Lives of the New Martyrs and Confessors of Russia of the Twentieth Century
Новые обстоятельства моей жизни уничтожили много внешних и внутренних препятствий к нашему общению, и это общение теперь могло бы проявиться во всей возможной при данных условиях полноте…
С какою радостью я получал и читал письма родных, в которых находил все новые пути, связующие нас. Я видел, что эти годы, когда мы росли вдали друг от друга, возрастили в нас одни и те же плоды, потому что почва и семена были одни и те же. Я понимал, что любовь к семье, чудесно укрепляющая жизнь, — выражение высшей и большей любви, соединяющей всех верующих в одну семью — святую Церковь. Если бы не любовь к Богу рождала любовь к семье и друг другу, то мертва была бы семья и взаимная любовь.
Теперь каково же мое место в этом? Могу ли я быть членом вашей семьи, связав себя с другой семьей самым неразрывным образом 24 ноября 1930 года?..
14 октября. Поздравляю вас с праздником и продолжаю свое письмо, которое мне тоже не сразу дается. Меня затрудняет не боязнь написать что‑нибудь лишнее, а стремление высказаться как можно проще и откровеннее.
Итак, когда я увидел, что жизнь Олюни (его сестры. — И. Д.) в семье не оправданна и не содействует ее внутреннему росту, а, скорее, задерживает его, и когда она сообщила мне о своем не решении, а уже уходе из семьи, тогда я принял это как неизбежный в данный момент положительный вывод из всей жизни последних лет. Мне было ясно, что в условиях ее жизни в семье ее внутренний кризис не находит разрешения, и в то же время я знал, что»петровские»условия могут очень помочь ей, и я совершенно искренне, по–братски, написал это вам, имея в виду прежде всего душевную пользу Олюни, с одной стороны, и всей семьи в целом — с другой.
Я был очень удивлен и огорчен, что не получил тогда никакого отклика на то письмо, которое не могло остаться безразличным для родных, но я объяснял ваше молчание неполучением вами того письма и никак не полагал, что вы могли отнестись к нему так, как показало твое письмо. Конечно, можно возразить, что тут дело идет о самом существенном, а именно о любви и верности семье, но повторяю, что семью я понимаю как жизненное выражение нашей веры, и если она для кого‑нибудь из нас перестанет им быть, то весь смысл ее для него пропадет. Правда, меня можно упрекнуть в том, что я не верю в силу любви родных. Да, это, пожалуй, верно…

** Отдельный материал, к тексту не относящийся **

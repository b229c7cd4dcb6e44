//! Capture core for FMCW radar sensors streaming over a serial link.
//!
//! The modules cover the configuration compiler, the magic-word frame
//! synchronizer and header decoder, and the producer/consumer pipeline that
//! hands frames from the port reader to the logger and display consumers.

pub mod analysis;
pub mod config;
pub mod frame;
pub mod math;
pub mod pipeline;
pub mod port;
pub mod prelude;
pub mod protocol;
pub mod telemetry;

pub use frame::FrameData;
pub use prelude::FrameBodyDecoder;
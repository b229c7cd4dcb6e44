pub mod bridge;
pub mod model;

pub use bridge::GuiBridge;
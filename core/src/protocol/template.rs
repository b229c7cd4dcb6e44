use crate::prelude::{DecodeError, DecodeResult};
use serde::Serialize;
use std::collections::BTreeMap;

/// Little-endian scalar encodings understood by [`StructTemplate`].
///
/// The single-character codes match the ones used in the sensor interface
/// documentation (`B`, `H`, `I`, `Q`, `f`, ...).
#[derive(Debug, Clone, Copy, PartialEq, Eq)]
pub enum FormatCode {
    U8,
    I8,
    U16,
    I16,
    U32,
    I32,
    U64,
    I64,
    F32,
    F64,
}

impl FormatCode {
    pub fn from_char(code: char) -> Option<Self> {
        Some(match code {
            'B' => Self::U8,
            'b' => Self::I8,
            'H' => Self::U16,
            'h' => Self::I16,
            'I' => Self::U32,
            'i' => Self::I32,
            'Q' => Self::U64,
            'q' => Self::I64,
            'f' => Self::F32,
            'd' => Self::F64,
            _ => return None,
        })
    }

    pub fn width(self) -> usize {
        match self {
            Self::U8 | Self::I8 => 1,
            Self::U16 | Self::I16 => 2,
            Self::U32 | Self::I32 | Self::F32 => 4,
            Self::U64 | Self::I64 | Self::F64 => 8,
        }
    }

    fn decode(self, bytes: &[u8]) -> FieldValue {
        let mut le = [0u8; 8];
        le[..bytes.len()].copy_from_slice(bytes);
        match self {
            Self::U8 => FieldValue::Unsigned(u64::from(bytes[0])),
            Self::I8 => FieldValue::Signed(i64::from(bytes[0] as i8)),
            Self::U16 => FieldValue::Unsigned(u64::from(u16::from_le_bytes([le[0], le[1]]))),
            Self::I16 => FieldValue::Signed(i64::from(i16::from_le_bytes([le[0], le[1]]))),
            Self::U32 => FieldValue::Unsigned(u64::from(u32::from_le_bytes([
                le[0], le[1], le[2], le[3],
            ]))),
            Self::I32 => FieldValue::Signed(i64::from(i32::from_le_bytes([
                le[0], le[1], le[2], le[3],
            ]))),
            Self::U64 => FieldValue::Unsigned(u64::from_le_bytes(le)),
            Self::I64 => FieldValue::Signed(i64::from_le_bytes(le)),
            Self::F32 => FieldValue::Float(f64::from(f32::from_le_bytes([
                le[0], le[1], le[2], le[3],
            ]))),
            Self::F64 => FieldValue::Float(f64::from_le_bytes(le)),
        }
    }
}

/// A decoded scalar.
#[derive(Debug, Clone, Copy, PartialEq, Serialize)]
#[serde(untagged)]
pub enum FieldValue {
    Unsigned(u64),
    Signed(i64),
    Float(f64),
}

impl FieldValue {
    pub fn as_u64(self) -> Option<u64> {
        match self {
            Self::Unsigned(v) => Some(v),
            Self::Signed(v) => u64::try_from(v).ok(),
            Self::Float(_) => None,
        }
    }

    pub fn as_f64(self) -> f64 {
        match self {
            Self::Unsigned(v) => v as f64,
            Self::Signed(v) => v as f64,
            Self::Float(v) => v,
        }
    }
}

pub type DecodedStruct = BTreeMap<String, FieldValue>;

#[derive(Debug, Clone, PartialEq, Eq)]
pub struct FieldSpec {
    pub name: String,
    pub format: FormatCode,
    pub width: usize,
}

/// Ordered named-field layout of a packed little-endian record.
#[derive(Debug, Clone, Default, PartialEq, Eq)]
pub struct StructTemplate {
    fields: Vec<FieldSpec>,
}

impl StructTemplate {
    pub fn new() -> Self {
        Self::default()
    }

    /// Appends a field whose width is implied by its format code.
    pub fn field(mut self, name: &str, format: FormatCode) -> Self {
        self.fields.push(FieldSpec {
            name: name.to_string(),
            format,
            width: format.width(),
        });
        self
    }

    pub fn fields(&self) -> &[FieldSpec] {
        &self.fields
    }

    pub fn byte_length(&self) -> usize {
        self.fields.iter().map(|field| field.width).sum()
    }

    pub fn decode(&self, bytes: &[u8]) -> DecodeResult<DecodedStruct> {
        let expected = self.byte_length();
        if bytes.len() != expected {
            return Err(DecodeError::StructUnpackMismatch {
                expected,
                actual: bytes.len(),
            });
        }

        let mut result = DecodedStruct::new();
        let mut offset = 0;
        for field in &self.fields {
            let slice = &bytes[offset..offset + field.width];
            result.insert(field.name.clone(), field.format.decode(slice));
            offset += field.width;
        }
        Ok(result)
    }
}

#[cfg(test)]
mod tests {
    use super::*;

    fn stats_template() -> StructTemplate {
        StructTemplate::new()
            .field("frameNumber", FormatCode::U32)
            .field("rx", FormatCode::I16)
            .field("flag", FormatCode::U8)
            .field("power", FormatCode::F32)
    }

    #[test]
    fn byte_length_sums_widths() {
        assert_eq!(stats_template().byte_length(), 11);
        assert_eq!(StructTemplate::new().byte_length(), 0);
    }

    #[test]
    fn decode_reads_little_endian_fields() {
        let mut bytes = Vec::new();
        bytes.extend_from_slice(&0x0102_0304u32.to_le_bytes());
        bytes.extend_from_slice(&(-42i16).to_le_bytes());
        bytes.push(7);
        bytes.extend_from_slice(&1.5f32.to_le_bytes());

        let decoded = stats_template().decode(&bytes).unwrap();
        assert_eq!(decoded["frameNumber"], FieldValue::Unsigned(0x0102_0304));
        assert_eq!(decoded["rx"], FieldValue::Signed(-42));
        assert_eq!(decoded["flag"], FieldValue::Unsigned(7));
        assert_eq!(decoded["power"], FieldValue::Float(1.5));
    }

    #[test]
    fn decode_rejects_length_mismatch() {
        let err = stats_template().decode(&[0u8; 10]).unwrap_err();
        assert!(matches!(
            err,
            DecodeError::StructUnpackMismatch {
                expected: 11,
                actual: 10
            }
        ));
    }

    #[test]
    fn format_codes_parse_from_characters() {
        assert_eq!(FormatCode::from_char('Q'), Some(FormatCode::U64));
        assert_eq!(FormatCode::from_char('h'), Some(FormatCode::I16));
        assert_eq!(FormatCode::from_char('x'), None);
    }

    #[test]
    fn field_values_serialize_as_plain_numbers() {
        let decoded = stats_template()
            .decode(&[1, 0, 0, 0, 0xff, 0xff, 0, 0, 0, 0, 0])
            .unwrap();
        let json = serde_json::to_string(&decoded).unwrap();
        assert_eq!(json, r#"{"flag":0,"frameNumber":1,"power":0.0,"rx":-1}"#);
    }
}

А теперь, если время для нашего плодотворного общения еще не наступило, будем молиться и трудиться раздельно. Для меня одна лишь память о вас служит постоянным источником радости и ободрения. Да хранит вас Господь».
27 февраля 1935 года иеродиакон Феодор писал сестре отца Сергия, рукоположенного к тому времени в сан иеромонаха:
«Сейчас, сидя в тишине больничной ночи, нарушаемой иногда стоном больного или шумом проходящего невдалеке поезда, я мысленно прохожу последние годы. Да, много приобретено доброго, но много и растрачено, особенно за последнее время.
С одной стороны — петровская школа, начало проникновения в службу, в режим и строй монашеской жизни. Затем — масса новых впечатлений от жизни в совсем других условиях. Свобода от уз монашеской дисциплины и, как следствие этого, — рост страстей.
К этому надо прибавить стремление облегчить себе жизнь, все большее погружение в повседневные заботы, увлечение медициной, и над всем этим — сознание полного несоответствия своей жизни со своим званием и недостаток решимости и умения это изменить. Но, несмотря на это, в общем — бодрость и радостноспокойное состояние, которое всегда отношу за счет молитв своих близких.
Вот, родная, что написалось мне в этот раз. Да хранит вас Господь и Его Пречистая Матерь. Приветствую всех, как люблю».
Иеродиакон Феодор вернулся из лагеря, пробыв там полных три года. Первое время он жил в Егорьевске, а затем переехал в Тверь. 11 апреля 1936 года отец Феодор писал из Твери:
«Родные мои! Поздравляю вас всех с наступающим Светлым Праздником и желаю встретить его в духовной радости и единении. Я, слава Богу, провел это время как нельзя более мирно и содержательно, чем вполне был вознагражден за лишения прошлых лет.